### Activity
Every line in the data below from the one containing "the expected code." down to the one containing "pub fn required_field(path: impl", both included, must be retyped exactly; no other line is to appear.

### Recorded information
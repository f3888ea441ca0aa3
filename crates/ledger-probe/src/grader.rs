//! Outcome grading.
//!
//! A probe's expectation is a list of [`ExpectationDescriptor`]s evaluated
//! by one generic algorithm, [`grade`]. The rules, in order:
//!
//! 1. A transport error fails the probe.
//! 2. A status that violates any `ExactStatus`/`StatusSet` fails the probe.
//!    Wrong status is never tolerated.
//! 3. `BodyText` and `FieldMatch` are hard checks: a mismatching value or a
//!    missing required field fails the probe. A missing optional field is
//!    recorded as a note.
//! 4. An `ErrorCodeHint` mismatch never fails the probe; it is recorded as a
//!    note so vocabulary drift stays visible.
//! 5. Otherwise the probe passes. Notes are appended to the pass message so
//!    a soft mismatch shows up in live output, not only in the summary.
//!
//! Grading is pure: the same response and descriptors always produce the
//! same [`Grade`].

use crate::body::{display_value, values_match};
use crate::client::{RawResponse, TransportError};
use crate::models::Verdict;
use serde_json::Value;
use std::fmt;

/// Body fields that may carry the service's error identifier, in lookup order.
pub const ERROR_CODE_FIELDS: [&str; 3] = ["errorCode", "error_code", "error_message"];

/// How strictly an error-code hint is compared.
#[derive(Debug, Clone, Copy, PartialEq, Eq)]
pub enum MatchMode {
    /// Identifier must equal the expected code.
    Exact,
    /// Identifier must contain the expected code, ignoring case.
    Substring,
    /// Any identifier (or none) is acceptable.
    Any,
}

impl MatchMode {
    fn matches(self, expected: &str, actual: Option<&str>) -> bool {
        match (self, actual) {
            (MatchMode::Any, _) => true,
            (_, None) => false,
            (MatchMode::Exact, Some(actual)) => actual == expected,
            (MatchMode::Substring, Some(actual)) => {
                actual.to_lowercase().contains(&expected.to_lowercase())
            }
        }
    }
}

impl fmt::Display for MatchMode {
    fn fmt(&self, f: &mut fmt::Formatter<'_>) -> fmt::Result {
        match self {
            MatchMode::Exact => write!(f, "exact"),
            MatchMode::Substring => write!(f, "substring"),
            MatchMode::Any => write!(f, "any"),
        }
    }
}

/// One expected property of a response.
#[derive(Debug, Clone, PartialEq)]
pub enum ExpectationDescriptor {
    /// Status must equal the code.
    ExactStatus(u16),
    /// Status must be one of the codes.
    StatusSet(Vec<u16>),
    /// Trimmed raw body must equal the text.
    BodyText(String),
    /// A body field must equal a value; absence is tolerated unless required.
    FieldMatch {
        path: String,
        expected: Value,
        required: bool,
    },
    /// The service's self-reported error identifier, compared leniently.
    ErrorCodeHint { expected: String, mode: MatchMode },
}

impl ExpectationDescriptor {
    pub fn exact_status(code: u16) -> Self {
        Self::ExactStatus(code)
    }

    pub fn status_set(codes: impl IntoIterator<Item = u16>) -> Self {
        Self::StatusSet(codes.into_iter().collect())
    }

    pub fn body_text(text: impl Into<String>) -> Self {
        Self::BodyText(text.into())
    }

    /// A field that must be present and equal.
    pub fn required_field(path: impl Into<String>, expected: impl Into<Value>) -> Self {
        Self::FieldMatch {
            path: path.into(),
            expected: expected.into(),
            required: true,
        }
    }

    /// A field that must equal the value when present.
    pub fn optional_field(path: impl Into<String>, expected: impl Into<Value>) -> Self {
        Self::FieldMatch {
            path: path.into(),
            expected: expected.into(),
            required: false,
        }
    }

    pub fn error_code(expected: impl Into<String>, mode: MatchMode) -> Self {
        Self::ErrorCodeHint {
            expected: expected.into(),
            mode,
        }
    }

    /// An error-code hint that accepts any identifier.
    pub fn any_error_code() -> Self {
        Self::ErrorCodeHint {
            expected: String::new(),
            mode: MatchMode::Any,
        }
    }
}

/// Outcome of grading one response.
#[derive(Debug, Clone, PartialEq, Eq)]
pub struct Grade {
    /// PASS or FAIL; grading never skips.
    pub verdict: Verdict,
    pub message: String,
    /// Soft-match annotations.
    pub notes: Vec<String>,
}

impl Grade {
    fn pass(message: impl Into<String>, notes: Vec<String>) -> Self {
        Self {
            verdict: Verdict::Pass,
            message: message.into(),
            notes,
        }
    }

    fn fail(message: impl Into<String>) -> Self {
        Self {
            verdict: Verdict::Fail,
            message: message.into(),
            notes: Vec::new(),
        }
    }

    pub fn passed(&self) -> bool {
        self.verdict == Verdict::Pass
    }
}

/// Grades an observed outcome against a probe's expectations.
pub fn grade(
    observed: Result<&RawResponse, &TransportError>,
    expectations: &[ExpectationDescriptor],
) -> Grade {
    let response = match observed {
        Ok(response) => response,
        Err(err) => return Grade::fail(format!("transport error: {}", err)),
    };

    if let Some(message) = check_status(response, expectations) {
        return Grade::fail(message);
    }

    let mut notes = Vec::new();

    for descriptor in expectations {
        match descriptor {
            ExpectationDescriptor::BodyText(expected) => {
                let actual = response.raw_body.trim();
                if actual != expected {
                    return Grade::fail(format!(
                        "expected body \"{}\", got \"{}\"",
                        expected,
                        truncate(actual, 80)
                    ));
                }
            }
            ExpectationDescriptor::FieldMatch {
                path,
                expected,
                required,
            } => {
                let actual = response.body.as_ref().and_then(|b| b.get(path));
                match actual {
                    Some(actual) if values_match(expected, actual) => {}
                    Some(actual) => {
                        let mut message = format!(
                            "field '{}' expected {}, got {}",
                            path,
                            display_value(expected),
                            display_value(actual)
                        );
                        if let Some(reason) = error_identifier(response) {
                            message.push_str(&format!(" ({})", truncate(reason, 120)));
                        }
                        return Grade::fail(message);
                    }
                    None if *required => {
                        return Grade::fail(format!("required field '{}' missing", path));
                    }
                    None => notes.push(format!("optional field '{}' absent", path)),
                }
            }
            ExpectationDescriptor::ExactStatus(_)
            | ExpectationDescriptor::StatusSet(_)
            | ExpectationDescriptor::ErrorCodeHint { .. } => {}
        }
    }

    for descriptor in expectations {
        if let ExpectationDescriptor::ErrorCodeHint { expected, mode } = descriptor {
            let actual = error_identifier(response);
            if !mode.matches(expected, actual) {
                notes.push(format!(
                    "error code differs: expected {}, got {}",
                    expected,
                    actual.map_or_else(|| "none".to_string(), |a| truncate(a, 120))
                ));
            }
        }
    }

    let message = annotate(format!("HTTP {} as expected", response.status), &notes);
    Grade::pass(message, notes)
}

/// Appends soft-match notes to a pass message.
pub(crate) fn annotate(message: String, notes: &[String]) -> String {
    if notes.is_empty() {
        message
    } else {
        format!("{} ({})", message, notes.join("; "))
    }
}

/// Returns a failure message if the status violates any status descriptor.
fn check_status(response: &RawResponse, expectations: &[ExpectationDescriptor]) -> Option<String> {
    let status = response.status;
    for descriptor in expectations {
        match descriptor {
            ExpectationDescriptor::ExactStatus(code) if *code != status => {
                return Some(format!("expected {}, got {}", code, status));
            }
            ExpectationDescriptor::StatusSet(codes) if !codes.contains(&status) => {
                let codes: Vec<String> = codes.iter().map(u16::to_string).collect();
                return Some(format!(
                    "expected one of [{}], got {}",
                    codes.join(", "),
                    status
                ));
            }
            _ => {}
        }
    }
    None
}

/// Reads the service's error identifier from the first populated field.
pub fn error_identifier(response: &RawResponse) -> Option<&str> {
    let body = response.body.as_ref()?;
    ERROR_CODE_FIELDS
        .iter()
        .find_map(|field| body.str_field(field).filter(|s| !s.is_empty()))
}

/// Truncates a string to the given length, adding "..." if truncated.
fn truncate(s: &str, max_len: usize) -> String {
    if s.len() <= max_len {
        s.to_string()
    } else {
        // Back off to a char boundary so multi-byte text never panics.
        let mut boundary = max_len.min(s.len());
        while boundary > 0 && !s.is_char_boundary(boundary) {
            boundary -= 1;
        }
        format!("{}...", &s[..boundary])
    }
}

### Finished exercise
    /// Identifier must equal the expected code.
    Exact,
    /// Identifier must contain the expected code, ignoring case.
    Substring,
    /// Any identifier (or none) is acceptable.
    Any,
}

impl MatchMode {
    fn matches(self, expected: &str, actual: Option<&str>) -> bool {
        match (self, actual) {
            (MatchMode::Any, _) => true,
            (_, None) => false,
            (MatchMode::Exact, Some(actual)) => actual == expected,
            (MatchMode::Substring, Some(actual)) => {
                actual.to_lowercase().contains(&expected.to_lowercase())
            }
        }
    }
}

impl fmt::Display for MatchMode {
    fn fmt(&self, f: &mut fmt::Formatter<'_>) -> fmt::Result {
        match self {
            MatchMode::Exact => write!(f, "exact"),
            MatchMode::Substring => write!(f, "substring"),
            MatchMode::Any => write!(f, "any"),
        }
    }
}

/// One expected property of a response.
#[derive(Debug, Clone, PartialEq)]
pub enum ExpectationDescriptor {
    /// Status must equal the code.
    ExactStatus(u16),
    /// Status must be one of the codes.
    StatusSet(Vec<u16>),
    /// Trimmed raw body must equal the text.
    BodyText(String),
    /// A body field must equal a value; absence is tolerated unless required.
    FieldMatch {
        path: String,
        expected: Value,
        required: bool,
    },
    /// The service's self-reported error identifier, compared leniently.
    ErrorCodeHint { expected: String, mode: MatchMode },
}

impl ExpectationDescriptor {
    pub fn exact_status(code: u16) -> Self {
        Self::ExactStatus(code)
    }

    pub fn status_set(codes: impl IntoIterator<Item = u16>) -> Self {
        Self::StatusSet(codes.into_iter().collect())
    }

    pub fn body_text(text: impl Into<String>) -> Self {
        Self::BodyText(text.into())
    }

    /// A field that must be present and equal.
    pub fn required_field(path: impl Into<String>, expected: impl Into<Value>) -> Self {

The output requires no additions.